The trick is to efficiently test each character of each word in your word file against a set containing your source letters. For each character, if found in the test set, remove it from the test set and proceed; otherwise, the word is not a match, and go on to the next word.
Python has a nice function all for testing a set of conditions based on elements in a sequence. all has the added feature that it will "short-circuit", that is, as soon as one item fails the condition, then no more tests are done. So if your first letter of your candidate word is 'z', and there is no 'z' in your source letters, then there is no point in testing any more letters in the candidate word.
My first shot at writing this was simply:
matches = []
for word in wordlist:
testset = set(letters)
if all(c in testset for c in word):
matches.append(word)
Unfortunately, the bug here is that if the source letters contained a single 'm', a word with several 'm's would erroneously match, since each 'm' would separately match the given 'm' in the source testset. So I needed to remove each letter as it was matched.
I took advantage of the fact that set.remove(item) returns None, which Python treats as a Boolean False, and expanded my generator expression used in calling all. For each c in word, if it is found in testset, I want to additionally remove it from testset, something like (pseudo-code, not valid Python):
all(c in testset and "remove c from testset" for c in word)
Since set.remove returns a None, I can replace the quoted bit above with "not testset.remove(c)", and now I have a valid Python expression:
all(c in testset and not testset.remove(c) for c in word)
Now we just need to wrap that in a loop that checks each word in the list (be sure to build a fresh testset before checking each word, since our all test has now become a destructive test):
for word in wordlist:
testset = set(letters)
if all(c in testset and not testset.remove(c) for c in word):
matches.append(word)
The final step is to sort the matches by descending length. We can pass a key function to sort. The builtin len would be good, but that would sort by ascending length.
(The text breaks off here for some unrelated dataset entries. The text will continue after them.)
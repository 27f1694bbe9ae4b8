//! Gateway operations grouped by backend area, one module per area.

mod admin;
mod auth;
mod employees;
mod leave;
To change it to a descending sort, we use a lambda to give us not len, but -1 * len:
matches.sort(key=lambda wd: -len(wd))
Now you can just print out the longest word, at matches[0], or iterate over all matches and print them out.
(I was surprised that this brute force approach runs so well. I used the 2of12inf.txt word list, containing over 80,000 words, and for a list of 10 characters, I get back the list of matches in about 0.8 seconds on my little 1.99GHz laptop.)
I think this code will do what you are looking for:
>>> words = open('file.txt')
>>> max(len(word) for word in set(words.split()))
If you require more sophisticated tokenising, for example if you're not using Latin text, would should use NLTK:
>>> import nltk
>>> words = open('file.txt')
>>> max(len(word) for word in set(nltk.word_tokenize(words)))
I assume you are trying to find out what is the longest word that can be made from your 10 arbitrary letters.
You can keep your 10 arbitrary letters in a dict along with the frequency they occur.
e.g., your 4 (using 4 instead of 10 for simplicity) arbitrary letters are: e, w, l, l. This would be in a dict as:
{'e':1, 'w':1, 'l':2}
Then for each word in the text file, see if all of the letters for that word can be found in your dict of arbitrary letters. If so, then that is one of your candidate words.
So:
we
wall
well
all of the letters in well would be found in your dict of arbitrary letters so save it and its length for comparison against other words.